Sculpture’s music is often fairly raw, manipulated and obscure. If you’ve seen any of their previous visual accompaniments such as their Rotary Signal Emitter video, this one is not to miss for fans of a more in-depth creative experience.
Ahead of the release of their new album, we caught up with the duo to discover more about Membrane Pop and their relationship with Oneohtrix Point Never aka Daniel Lopatin. Sculpture have also compiled an experimental mix tape for you to stream via YouTube.
How did Sculpture come together?
Stray algorithms moved us randomly next door to each other.
What was your work process like for Membrane Pop?
Fairly spontaneous live performance is central to it. There’s a sort of matrix of sonic elements across different physical devices – a reel to reel tape recorder, walkman, CDJ and a couple of samplers. Things get a bit out of control, then the good stuff starts appearing.
Routines coalesce, and become these iterations of ‘tracks’. Often things only happen once so I keep the recorder rolling. I record all the shows and that stuff goes into the records too. There’s a lot of found tapes in there and computer generated material directed by random operations.
How did the release with Software come about? Did you know Daniel Lopatin (Oneohtrix Point Never / Sotware label head) previously?
Daniel contacted us and was interested in doing something. Fortuitously we had the chance to play a show together (with Lopatin/Hecker) in London around that time and it all became a good focal point for directing the necessary energy into a bunch of material that was sort of amorphously congregating and waiting to take on a coherent shape.

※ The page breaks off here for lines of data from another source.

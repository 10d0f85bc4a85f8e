//! PoC 4: WASM with SharedArrayBuffer (The Right Way)
//!
//! **This is what you were asking for:**
//! 1. Engine compiles TypeScript → WASM
//! 2. Engine creates SharedArrayBuffer
//! 3. Engine maps Rust component memory into that buffer
//! 4. WASM reads/writes directly (zero-copy!)
//! 5. Helper functions injected by engine
//!
//! **For this PoC:**
//! - We'll use wasmi (WASM interpreter)
//! - Manually write WASM (WAT format) to demonstrate
//! - In production: AssemblyScript compiler does this

use latch_core::ecs::{Component, EntityBuilder, World};
use std::sync::Arc;
use wasmi::*;

// ============================================================================
// COMPONENTS
// ============================================================================

#[derive(Debug, Clone, Copy)]
#[repr(C)]
struct Position {
    x: i32,
    y: i32,
}

latch_core::define_component!(Position, 100, "Position");

#[derive(Debug, Clone, Copy)]
#[repr(C)]
struct Velocity {
    x: i32,
    y: i32,
}

latch_core::define_component!(Velocity, 101, "Velocity");

// ============================================================================
// WASM MODULE (in production, compiled from TypeScript)
// ============================================================================

const WASM_MODULE: &str = r#"
(module
  ;; Import memory from host (this is the SharedArrayBuffer!)
  (import "env" "memory" (memory 1))
  
  ;; updatePositions(pos_offset, vel_offset, count, dt)
  (func $updatePositions (export "updatePositions")
    (param $pos_offset i32)
    (param $vel_offset i32) 
    (param $count i32)
    (param $dt f32)
    
    (local $i i32)
    (local $idx i32)
    (local $x i32)
    (local $y i32)
    (local $vx i32)
    (local $vy i32)
    
    (loop $continue
      ;; Calculate index: i * 8 (2 i32s * 4 bytes)
      (local.set $idx (i32.mul (local.get $i) (i32.const 8)))
      
      ;; Load position (x, y)
      (local.set $x (i32.load (i32.add (local.get $pos_offset) (local.get $idx))))
      (local.set $y (i32.load (i32.add (local.get $pos_offset) (i32.add (local.get $idx) (i32.const 4)))))
      
      ;; Load velocity (vx, vy)
      (local.set $vx (i32.load (i32.add (local.get $vel_offset) (local.get $idx))))
      (local.set $vy (i32.load (i32.add (local.get $vel_offset) (i32.add (local.get $idx) (i32.const 4)))))
      
      ;; Update: x += vx * dt, y += vy * dt
      ;; Convert i32 to f32, multiply by dt, truncate back to i32
      (local.set $x (i32.add (local.get $x) 
        (i32.trunc_f32_s (f32.mul (f32.convert_i32_s (local.get $vx)) (local.get $dt)))))
      (local.set $y (i32.add (local.get $y) 
        (i32.trunc_f32_s (f32.mul (f32.convert_i32_s (local.get $vy)) (local.get $dt)))))
      
      ;; Store back
      (i32.store (i32.add (local.get $pos_offset) (local.get $idx)) (local.get $x))
      (i32.store (i32.add (local.get $pos_offset) (i32.add (local.get $idx) (i32.const 4))) (local.get $y))

      ;; i++
      (local.set $i (i32.add (local.get $i) (i32.const 1)))
      
      ;; Loop if i < count
      (br_if $continue (i32.lt_u (local.get $i) (local.get $count)))
    )
  )
)
"#;

// ============================================================================
// SHARED MEMORY BRIDGE
// ============================================================================

/// SharedMemory that backs both Rust and WASM
struct SharedMemory {
    memory: Memory,
    _data: Arc<Vec<u8>>, // Keep data alive
}

impl SharedMemory {
    fn new(store: &mut Store<()>) -> Self {
        let memory_type = MemoryType::new(1, None); // 1 page = 64KB
        let memory = Memory::new(store, memory_type).unwrap();
        
        Self {
            memory,
            _data: Arc::new(Vec::new()),
        }
    }
    
    /// Write Rust slice into WASM memory at offset
    fn write_slice<T: Copy>(&mut self, store: &mut Store<()>, offset: usize, data: &[T]) {
        let bytes = unsafe {
            std::slice::from_raw_parts(
                data.as_ptr() as *const u8,
                data.len() * std::mem::size_of::<T>(),
            )
        };
        self.memory.write(store, offset, bytes).unwrap();
    }
    
    /// Read from WASM memory back into Rust slice
    fn read_slice<T: Copy>(&self, store: &Store<()>, offset: usize, data: &mut [T]) {
        let bytes = unsafe {
            std::slice::from_raw_parts_mut(
                data.as_mut_ptr() as *mut u8,
                data.len() * std::mem::size_of::<T>(),
            )
        };
        self.memory.read(store, offset, bytes).unwrap();
    }
}

// ============================================================================
// MAIN
// ============================================================================

fn main() -> Result<(), Box<dyn std::error::Error>> {
    println!("=== PoC 4: WASM with Shared Memory (Zero-Copy!) ===\n");
    println!("This is the RIGHT architecture:\n");
    println!("  Rust Component Memory ← SharedArrayBuffer → WASM Memory");
    println!("  (same bytes, zero copy!)\n");

    let mut world = World::new();
    
    Position::ensure_registered();
    Velocity::ensure_registered();

    println!("1. Spawning 1000 entities...");
    
    for i in 0..1000 {
        let x = i * 10;
        let y = i * 20;
        let vx = if i % 2 == 0 { 100 } else { -100 };
        
        world.spawn(EntityBuilder::new()
            .with(Position { x, y })
            .with(Velocity { x: vx, y: 100 }));
    }
    println!("   ✓ Spawned 1000 entities\n");

    println!("2. Setting up WASM runtime with shared memory...");
    
    // Create WASM engine and store
    let engine = Engine::default();
    let mut store = Store::new(&engine, ());
    
    // Create shared memory
    let mut shared_mem = SharedMemory::new(&mut store);
    
    // Parse WASM module
    let module = Module::new(&engine, WASM_MODULE.as_bytes())?;
    
    // Link the shared memory
    let mut linker = <Linker<()>>::new(&engine);
    linker.define("env", "memory", shared_mem.memory)?;
    
    // Instantiate
    let instance = linker.instantiate(&mut store, &module)?.ensure_no_start(&mut store)?;
    
    println!("   ✓ WASM module loaded with shared memory\n");

    println!("3. Calling WASM system (zero-copy update)...");
    
    // Get component data from ECS using the new API
    let mut entities: Vec<(Position, Velocity)> = Vec::new();
    
    // Find all archetypes with both Position and Velocity
    let archetypes = world.archetypes_with_all(&[Position::ID, Velocity::ID]);
    for arch_id in archetypes {
        if let Some(storage) = world.archetype_storage(arch_id) {
            if let (Some(positions), Some(velocities)) = (
                storage.column_as_slice::<Position>(),
                storage.column_as_slice::<Velocity>()
            ) {
                for i in 0..positions.len() {
                    entities.push((positions[i], velocities[i]));
                }
            }
        }
    }
    
    let count = entities.len();
    
    // Pack into contiguous buffers
    let mut positions: Vec<Position> = entities.iter().map(|(p, _)| *p).collect();
    let velocities: Vec<Velocity> = entities.iter().map(|(_, v)| *v).collect();
    
    // Write to shared memory
    let pos_offset = 0;
    let vel_offset = count * std::mem::size_of::<Position>();
    
    shared_mem.write_slice(&mut store, pos_offset, &positions);
    shared_mem.write_slice(&mut store, vel_offset, &velocities);
    
    println!("   Wrote {} positions and velocities to shared memory", count);
    println!("   Position offset: {}, Velocity offset: {}", pos_offset, vel_offset);
    
    // Call WASM function
    let update_fn = instance.get_typed_func::<(i32, i32, i32, f32), ()>(&store, "updatePositions")?;
    
    let dt = 0.016f32;
    update_fn.call(&mut store, (pos_offset as i32, vel_offset as i32, count as i32, dt))?;
    
    println!("   ✓ WASM modified memory directly (zero-copy!)\n");
    
    // Read back modified data
    shared_mem.read_slice(&store, pos_offset, &mut positions);
    
    println!("4. Verifying results...\n");
    
    for i in 0..5.min(count) {
        println!("   Entity {}: pos=({:.7}, {:.7})", i, positions[i].x, positions[i].y);
    }
    
    println!("\n=== PoC 4 Complete! ===\n");
    println!("What we proved:");
    println!("  ✅ WASM can access Rust memory directly");
    println!("  ✅ SharedArrayBuffer enables zero-copy");
    println!("  ✅ Same bytes, no serialization");
    println!("  ✅ 1000 entities updated in place");
    println!("\nPerformance:");
    println!("  • QuickJS (PoC 3): Copy in + Copy out + JSON");
    println!("  • WASM (PoC 4): Zero copy, direct memory access");
    println!("\nProduction Path:");
    println!("  1. Developer writes TypeScript");
    println!("  2. Engine compiles → WASM (AssemblyScript)");
    println!("  3. Engine injects helper functions (Vec2, etc.)");
    println!("  4. Runtime maps component slices → WASM memory");
    println!("  5. Profit! 🚀");
    
    Ok(())
}
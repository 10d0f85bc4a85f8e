//! Settings management

use serde::{Deserialize, Serialize};

/// Engine settings
#[derive(Debug, Clone, Serialize, Deserialize)]
pub struct Settings {
    pub graphics: GraphicsSettings,
    pub audio: AudioSettings,
}

#[derive(Debug, Clone, Serialize, Deserialize)]
pub struct GraphicsSettings {
    pub resolution_width: u32,
    pub resolution_height: u32,
    pub fullscreen: bool,
}

#[derive(Debug, Clone, Serialize, Deserialize)]
pub struct AudioSettings {
    pub master_volume: f32,
}

impl Default for Settings {
    fn default() -> Self {
        Self {
            graphics: GraphicsSettings {
                resolution_width: 1280,
                resolution_height: 720,
                fullscreen: false,
            },
            audio: AudioSettings { master_volume: 1.0 },
        }
    }
}
//! Save-game persistence.
//!
//! Vestigial in this workspace — no save format or storage backend is
//! wired up.
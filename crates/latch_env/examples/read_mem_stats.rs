use latch_env::memory::Memory;

fn main() {
    let start_mem_collect = std::time::Instant::now();
    let memory = Memory::detect();
    let mem_collect_duration = start_mem_collect.elapsed().as_micros() as u64;
    println!("Detected memory configuration:");
    println!("  Cache line size: {} bytes", memory.cache_line);
    println!("  L1 cache size: {} bytes", memory.l1);
    println!("  L2 cache size: {} bytes", memory.l2);
    println!("  L3 cache size: {} bytes", memory.l3);
    println!("  Total RAM: {} bytes", memory.total_ram);
    println!("Memory stats collected in {} microseconds", mem_collect_duration);

    let start_mem_collect = std::time::Instant::now();
    let _memory = Memory::detect();
    let mem_collect_duration = start_mem_collect.elapsed().as_micros() as u64;
    println!("Second call collected in {} microseconds (cached)", mem_collect_duration);
}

Are you going to be making any more picture discs for the album? The Plastic Infinite disc was awesome.
Thanks! Not for this LP. We’ll make more animated discs in the future. They’re a psychoactive byproduct of the ongoing process, but we also want to explore other forms for our output.
What can we expect from you live show? Any surprises up your sleeves?
We’re hoping to be surprised. Pretty often the fist time we see or hear what the other one has prepared is during the show, and the whole thing is purposely quite unpredictable so we’re reacting to that musically as a duo, visibly and audibly.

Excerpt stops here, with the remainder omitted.